The information sharing argument has shifted
The Dudley Group’s experience also illustrates another important shift that we have seen during the crisis, which is towards more information sharing. The big reason for that is that people have taken a pragmatic approach to information governance and patients have gone with them.
It’s been clear to everybody that if a patient from somewhere like Dudley contracts COVID-19 and ends up being treated in a Nightingale hospital or a tertiary centre in a city like Birmingham, its clinicians will need access to their medical records and their local doctors will want to know what is happening to them. It has made the abstract argument for information sharing concrete.

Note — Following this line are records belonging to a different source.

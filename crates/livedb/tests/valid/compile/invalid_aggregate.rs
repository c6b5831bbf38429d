use livedb::{fields, livedb_core::errors::Clause, BuildError, MemCollection, Plan};

pub fn test() {
    let mut plan = Plan::new();
    let messages = plan.collection(MemCollection::new("Messages"));

    let in_where = plan.query(|q| {
        let m = q.from(messages);
        let n = q.count_all();
        let busy = q.gt(n, 10);
        q.filter(busy);
        q.select(fields! { id: m.get("id") });
    });
    assert!(matches!(
        in_where,
        Err(BuildError::InvalidAggregatePlacement {
            clause: Clause::Where,
            ..
        })
    ));

    let in_group_by = plan.query(|q| {
        let m = q.from(messages);
        let n = q.count_all();
        q.select(fields! { id: m.get("id") }).group_by([n]);
    });
    assert!(matches!(
        in_group_by,
        Err(BuildError::InvalidAggregatePlacement {
            clause: Clause::GroupBy,
            ..
        })
    ));

    let no_select = plan.query(|q| {
        q.from(messages);
    });
    assert_eq!(no_select, Err(BuildError::MissingSelection));
}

What do we need to maintain progress?
We will need some structural changes to the NHS, so the integrated care systems that have been emerging over the past couple of years can manage the kind of information sharing that we have seen around the Nightingale hospitals.
At a national level, I think it would be useful to have a structured review of what worked and what didn’t, of the enablers and the obstacles, and of what got missed. That will undoubtedly include some big picture issues such as data architecture, standards and security.
We also need to keep the money flowing. The shift to remote working and virtual consultations has been supported by national licences for Microsoft Teams and a platform called Attend Anywhere, but these will not be available forever.
At some point, trusts will have to decide whether to continue with these platforms or to look for other solutions, but investment will be needed so people know they will continue to be available. Then, we will need to work out how to integrate these platforms with other tools.
Don’t stop at online banking, let’s go for open healthcare
The priority must be clinicians having the information they need to work with patients at their fingertips. While we are doing that, we need to push on towards an online banking moment, by enabling information systems to share information with each other, using a platform like dbMotion Solution, so clinical teams can start working with each other and with patients in new ways.
But, at the same time, we need to remember that banking has moved beyond online banking. The open banking standard, which enables data to be securely shared and openly published through application programming interfaces, has created a whole new world of fintech apps. That’s why, if I open my phone, I can select an app and let it use my contacts to send money to someone instantly.
It’s open banking that we need in healthcare, a world in which patients can open an app, book an appointment, attend it, and have everything logged digitally, so the information can flow on into treatment or monitoring services.
Allscripts has always been committed to the open platforms. We’ll achieve real value when we have an open banking moment in healthcare.